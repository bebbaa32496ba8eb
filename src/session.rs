use crate::models::{Task, TaskId};
use crate::storage::Backend;
use crate::store::{TaskError, TaskStore};

#[derive(Debug, Clone, PartialEq, Eq, Default)]
pub enum EditState {
    #[default]
    Idle,
    Editing { id: TaskId, draft: String },
}

/// Tracks the single task being edited inline.
#[derive(Debug, Clone, Default)]
pub struct EditSession {
    state: EditState,
}

impl EditSession {
    pub fn new() -> Self {
        Self::default()
    }

    pub fn state(&self) -> &EditState {
        &self.state
    }

    pub fn editing(&self) -> Option<TaskId> {
        match &self.state {
            EditState::Editing { id, .. } => Some(*id),
            EditState::Idle => None,
        }
    }

    pub fn draft(&self) -> Option<&str> {
        match &self.state {
            EditState::Editing { draft, .. } => Some(draft.as_str()),
            EditState::Idle => None,
        }
    }

    /// Starts editing `id` with `text` as the initial draft. Any edit already
    /// in progress is cancelled first; its id is returned.
    pub fn start(&mut self, id: TaskId, text: &str) -> Option<TaskId> {
        let cancelled = self.cancel().filter(|previous| *previous != id);
        self.state = EditState::Editing {
            id,
            draft: text.to_string(),
        };
        cancelled
    }

    /// Ignored while idle.
    pub fn set_draft(&mut self, text: &str) {
        if let EditState::Editing { draft, .. } = &mut self.state {
            *draft = text.to_string();
        }
    }

    pub fn cancel(&mut self) -> Option<TaskId> {
        let previous = self.editing();
        self.state = EditState::Idle;
        previous
    }

    /// Saves `text` through the store. On error the session stays open so the
    /// caller can prompt again. Returns `Ok(None)` when nothing is being edited.
    pub fn commit<B: Backend>(
        &mut self,
        store: &mut TaskStore<B>,
        text: &str,
    ) -> Result<Option<Task>, TaskError> {
        let id = match self.editing() {
            Some(id) => id,
            None => return Ok(None),
        };
        match store.edit(id, text) {
            Ok(task) => {
                self.state = EditState::Idle;
                Ok(Some(task))
            }
            Err(TaskError::NotFound(missing)) => {
                self.state = EditState::Idle;
                Err(TaskError::NotFound(missing))
            }
            Err(err) => {
                self.set_draft(text);
                Err(err)
            }
        }
    }

    /// Ends the session if it targets `id`, e.g. after that task was deleted.
    pub fn forget(&mut self, id: TaskId) -> bool {
        if self.editing() == Some(id) {
            self.state = EditState::Idle;
            return true;
        }
        false
    }
}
◆ ◆ ◆ ◆
◆ Task:
Looking over the records, find each line with the word "missing" and copy it.

◆ Exercise response:
            Err(TaskError::NotFound(missing)) => {
                Err(TaskError::NotFound(missing))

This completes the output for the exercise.